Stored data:
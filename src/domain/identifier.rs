use super::Error;
use std::{fmt, str::FromStr};

pub const SEPARATOR: char = '-';

const TRANSITION_FORMAT: &str = "workflow_template_id-transition_id";
const TRIGGER_FORMAT: &str = "workflow_template_id-transition_id-trigger_id";

/// Splits a composite identifier into exactly `N` integer coordinates.
fn split<const N: usize>(id: &str, expected: &'static str) -> Result<[i64; N], Error> {
    let parts = id.split(SEPARATOR).collect::<Vec<_>>();
    if parts.len() != N {
        return Err(Error::invalid_identifier(id, expected));
    }

    let mut coordinates = [0; N];
    for (coordinate, part) in coordinates.iter_mut().zip(parts) {
        *coordinate = part
            .parse()
            .map_err(|_| Error::invalid_identifier(id, expected))?;
    }

    Ok(coordinates)
}

/// Identity of a transition inside a workflow template.
#[derive(Debug, Clone, Copy, PartialEq, Eq, Hash)]
pub struct TransitionId {
    workflow_template: i64,
    transition: i64,
}

impl TransitionId {
    pub fn new(workflow_template: i64, transition: i64) -> Self {
        Self {
            workflow_template,
            transition,
        }
    }

    pub fn workflow_template(&self) -> i64 {
        self.workflow_template
    }

    pub fn transition(&self) -> i64 {
        self.transition
    }
}

impl FromStr for TransitionId {
    type Err = Error;

    fn from_str(s: &str) -> Result<Self, Self::Err> {
        let [workflow_template, transition] = split::<2>(s, TRANSITION_FORMAT)?;
        Ok(Self::new(workflow_template, transition))
    }
}

impl fmt::Display for TransitionId {
    fn fmt(&self, f: &mut fmt::Formatter<'_>) -> fmt::Result {
        write!(f, "{}{SEPARATOR}{}", self.workflow_template, self.transition)
    }
}

/// Identity of a trigger, the string the host tracks the resource under.
#[derive(Debug, Clone, Copy, PartialEq, Eq, Hash)]
pub struct TriggerId {
    workflow_template: i64,
    transition: i64,
    trigger: i64,
}

impl TriggerId {
    pub fn new(workflow_template: i64, transition: i64, trigger: i64) -> Self {
        Self {
            workflow_template,
            transition,
            trigger,
        }
    }

    pub fn workflow_template(&self) -> i64 {
        self.workflow_template
    }

    pub fn transition(&self) -> i64 {
        self.transition
    }

    pub fn trigger(&self) -> i64 {
        self.trigger
    }

    pub fn transition_id(&self) -> TransitionId {
        TransitionId::new(self.workflow_template, self.transition)
    }
}

impl FromStr for TriggerId {
    type Err = Error;

    fn from_str(s: &str) -> Result<Self, Self::Err> {
        let [workflow_template, transition, trigger] = split::<3>(s, TRIGGER_FORMAT)?;
        Ok(Self::new(workflow_template, transition, trigger))
    }
}

impl fmt::Display for TriggerId {
    fn fmt(&self, f: &mut fmt::Formatter<'_>) -> fmt::Result {
        write!(
            f,
            "{}{SEPARATOR}{}{SEPARATOR}{}",
            self.workflow_template, self.transition, self.trigger
        )
    }
}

» **ACTION ITEM**
Would you output every record above exactly as it stands?

» **FINISHED TASK**
filename src/domain/identifier.rs
use super::Error;
use std::{fmt, str::FromStr};

pub const SEPARATOR: char = '-';

const TRANSITION_FORMAT: &str = "workflow_template_id-transition_id";
const TRIGGER_FORMAT: &str = "workflow_template_id-transition_id-trigger_id";

/// Splits a composite identifier into exactly `N` integer coordinates.
fn split<const N: usize>(id: &str, expected: &'static str) -> Result<[i64; N], Error> {
    let parts = id.split(SEPARATOR).collect::<Vec<_>>();
    if parts.len() != N {
        return Err(Error::invalid_identifier(id, expected));
    }

    let mut coordinates = [0; N];
    for (coordinate, part) in coordinates.iter_mut().zip(parts) {
        *coordinate = part
            .parse()
            .map_err(|_| Error::invalid_identifier(id, expected))?;
    }

    Ok(coordinates)
}

/// Identity of a transition inside a workflow template.
#[derive(Debug, Clone, Copy, PartialEq, Eq, Hash)]
pub struct TransitionId {
    workflow_template: i64,
    transition: i64,
}

impl TransitionId {
    pub fn new(workflow_template: i64, transition: i64) -> Self {
        Self {
            workflow_template,
            transition,
        }
    }

    pub fn workflow_template(&self) -> i64 {
        self.workflow_template
    }

    pub fn transition(&self) -> i64 {
        self.transition
    }
}

impl FromStr for TransitionId {
    type Err = Error;

    fn from_str(s: &str) -> Result<Self, Self::Err> {
        let [workflow_template, transition] = split::<2>(s, TRANSITION_FORMAT)?;
        Ok(Self::new(workflow_template, transition))
    }
}

impl fmt::Display for TransitionId {
    fn fmt(&self, f: &mut fmt::Formatter<'_>) -> fmt::Result {
        write!(f, "{}{SEPARATOR}{}", self.workflow_template, self.transition)
    }
}

/// Identity of a trigger, the string the host tracks the resource under.
#[derive(Debug, Clone, Copy, PartialEq, Eq, Hash)]
pub struct TriggerId {
    workflow_template: i64,
    transition: i64,
    trigger: i64,
}

impl TriggerId {
    pub fn new(workflow_template: i64, transition: i64, trigger: i64) -> Self {
        Self {
            workflow_template,
            transition,
            trigger,
        }
    }

    pub fn workflow_template(&self) -> i64 {
        self.workflow_template
    }

    pub fn transition(&self) -> i64 {
        self.transition
    }

    pub fn trigger(&self) -> i64 {
        self.trigger
    }

    pub fn transition_id(&self) -> TransitionId {
        TransitionId::new(self.workflow_template, self.transition)
    }
}

impl FromStr for TriggerId {
    type Err = Error;

    fn from_str(s: &str) -> Result<Self, Self::Err> {
        let [workflow_template, transition, trigger] = split::<3>(s, TRIGGER_FORMAT)?;
        Ok(Self::new(workflow_template, transition, trigger))
    }
}

impl fmt::Display for TriggerId {
    fn fmt(&self, f: &mut fmt::Formatter<'_>) -> fmt::Result {
        write!(
            f,
            "{}{SEPARATOR}{}{SEPARATOR}{}",
            self.workflow_template, self.transition, self.trigger
        )
    }
}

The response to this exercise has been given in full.